MATERIALS PROVIDED: Begin

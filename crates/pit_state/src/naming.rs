//! Content-addressed naming of state images and containers.
//!
//! A state is identified by its provider and fixture name. The fixture lives
//! in `<base>/<provider>/'<fixture>'` and the image built from it is named
//! after an MD5 digest of that path, so the same checkout always produces the
//! same name. Moving the fixture tree changes every name.

use std::path::{Path, PathBuf};

use md5::{Digest, Md5};

/// Prefix shared by every image and container this crate creates.
pub const NAME_PREFIX: &str = "pitstate_";

/// Image (and container) name for a provider and a resolved context path.
pub fn image_name(provider: &str, context_path: &Path) -> String {
    let digest = Md5::digest(context_path.to_string_lossy().as_bytes());
    format!("{}{}_{}", NAME_PREFIX, provider, hex::encode(digest))
}

/// Build context directory of a fixture.
///
/// The fixture segment is wrapped in single quotes to match existing
/// fixture trees, e.g. `states/mongo/'several users'`.
pub fn context_path(base_dir: &Path, provider: &str, fixture: &str) -> PathBuf {
    base_dir.join(provider).join(format!("'{}'", fixture))
}

/// Whether a daemon-reported name belongs to a state container.
pub fn is_state_name(name: &str) -> bool {
    name.trim_start_matches('/').starts_with(NAME_PREFIX)
}

/// Resolves fixture locations and names relative to a states directory.
#[derive(Debug, Clone)]
pub struct Naming {
    base_dir: PathBuf,
}

impl Naming {
    /// A relative `base_dir` is resolved against the working directory, so
    /// a fixture gets the same name however its directory was spelled.
    /// Symlinks are not resolved.
    pub fn new(base_dir: impl Into<PathBuf>) -> Self {
        let base_dir = base_dir.into();
        Self {
            base_dir: std::path::absolute(&base_dir).unwrap_or(base_dir),
        }
    }

    /// Directory holding the provider folders.
    pub fn base_dir(&self) -> &Path {
        &self.base_dir
    }

    pub fn context_path(&self, provider: &str, fixture: &str) -> PathBuf {
        context_path(&self.base_dir, provider, fixture)
    }

    /// Name of the image and container for a fixture.
    pub fn image_name_for(&self, provider: &str, fixture: &str) -> String {
        image_name(provider, &self.context_path(provider, fixture))
    }
}
//! Example: Provisioning a MongoDB state
//!
//! Builds the `mongo/'several users'` fixture, starts it and removes it
//! again. Needs a TLS Docker daemon.
//!
//! Run with: DOCKER_HOST=tcp://... DOCKER_CERT_PATH=... cargo run --example mongo_state

use std::path::PathBuf;
use std::sync::Arc;
use std::time::Duration;

use pit_state::{Manager, ManagerOptions, PortBinding, StateConfig, StateProviderConfig};

#[tokio::main]
async fn main() -> anyhow::Result<()> {
    let host = std::env::var("DOCKER_HOST")?;
    let cert_path = std::env::var("DOCKER_CERT_PATH")?;
    let states_dir = PathBuf::from(env!("CARGO_MANIFEST_DIR")).join("tests/fixtures/states");

    let config = StateConfig::new().with_provider(
        "mongo",
        StateProviderConfig::new(".*waiting for connections.*")?
            .arg("--nojournal")
            .port(PortBinding::new(27017, 30000))
            .ready_timeout(Duration::from_secs(10)),
    );

    let manager = Manager::connect(
        ManagerOptions::new(host, cert_path, states_dir),
        Arc::new(config),
    )
    .await?;

    let mut log = tokio::io::stdout();
    let image = manager.build("mongo", "several users", &mut log).await?;
    println!("Built {}", image);

    let state = manager.start("mongo", "several users").await?;
    println!("Container {} ready at {:?}", state.id, state.address(27017));

    manager.stop("mongo", "several users").await?;
    println!("Removed {}", state.name);

    Ok(())
}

MATERIALS PROVIDED: End

* **REQUIRED ACTION**: Take the entries above and transcribe them in full.

* **YOUR SOLUTION**:
filename crates/pit_state/src/naming.rs
//! Content-addressed naming of state images and containers.
//!
//! A state is identified by its provider and fixture name. The fixture lives
//! in `<base>/<provider>/'<fixture>'` and the image built from it is named
//! after an MD5 digest of that path, so the same checkout always produces the
//! same name. Moving the fixture tree changes every name.

use std::path::{Path, PathBuf};

use md5::{Digest, Md5};

/// Prefix shared by every image and container this crate creates.
pub const NAME_PREFIX: &str = "pitstate_";

/// Image (and container) name for a provider and a resolved context path.
pub fn image_name(provider: &str, context_path: &Path) -> String {
    let digest = Md5::digest(context_path.to_string_lossy().as_bytes());
    format!("{}{}_{}", NAME_PREFIX, provider, hex::encode(digest))
}

/// Build context directory of a fixture.
///
/// The fixture segment is wrapped in single quotes to match existing
/// fixture trees, e.g. `states/mongo/'several users'`.
pub fn context_path(base_dir: &Path, provider: &str, fixture: &str) -> PathBuf {
    base_dir.join(provider).join(format!("'{}'", fixture))
}

/// Whether a daemon-reported name belongs to a state container.
pub fn is_state_name(name: &str) -> bool {
    name.trim_start_matches('/').starts_with(NAME_PREFIX)
}

/// Resolves fixture locations and names relative to a states directory.
#[derive(Debug, Clone)]
pub struct Naming {
    base_dir: PathBuf,
}

impl Naming {
    /// A relative `base_dir` is resolved against the working directory, so
    /// a fixture gets the same name however its directory was spelled.
    /// Symlinks are not resolved.
    pub fn new(base_dir: impl Into<PathBuf>) -> Self {
        let base_dir = base_dir.into();
        Self {
            base_dir: std::path::absolute(&base_dir).unwrap_or(base_dir),
        }
    }

    /// Directory holding the provider folders.
    pub fn base_dir(&self) -> &Path {
        &self.base_dir
    }

    pub fn context_path(&self, provider: &str, fixture: &str) -> PathBuf {
        context_path(&self.base_dir, provider, fixture)
    }

    /// Name of the image and container for a fixture.
    pub fn image_name_for(&self, provider: &str, fixture: &str) -> String {
        image_name(provider, &self.context_path(provider, fixture))
    }
}
//! Example: Provisioning a MongoDB state
//!
//! Builds the `mongo/'several users'` fixture, starts it and removes it
//! again. Needs a TLS Docker daemon.
//!
//! Run with: DOCKER_HOST=tcp://... DOCKER_CERT_PATH=... cargo run --example mongo_state

use std::path::PathBuf;
use std::sync::Arc;
use std::time::Duration;

use pit_state::{Manager, ManagerOptions, PortBinding, StateConfig, StateProviderConfig};

#[tokio::main]
async fn main() -> anyhow::Result<()> {
    let host = std::env::var("DOCKER_HOST")?;
    let cert_path = std::env::var("DOCKER_CERT_PATH")?;
    let states_dir = PathBuf::from(env!("CARGO_MANIFEST_DIR")).join("tests/fixtures/states");

    let config = StateConfig::new().with_provider(
        "mongo",
        StateProviderConfig::new(".*waiting for connections.*")?
            .arg("--nojournal")
            .port(PortBinding::new(27017, 30000))
            .ready_timeout(Duration::from_secs(10)),
    );

    let manager = Manager::connect(
        ManagerOptions::new(host, cert_path, states_dir),
        Arc::new(config),
    )
    .await?;

    let mut log = tokio::io::stdout();
    let image = manager.build("mongo", "several users", &mut log).await?;
    println!("Built {}", image);

    let state = manager.start("mongo", "several users").await?;
    println!("Container {} ready at {:?}", state.id, state.address(27017));

    manager.stop("mongo", "several users").await?;
    println!("Removed {}", state.name);

    Ok(())
}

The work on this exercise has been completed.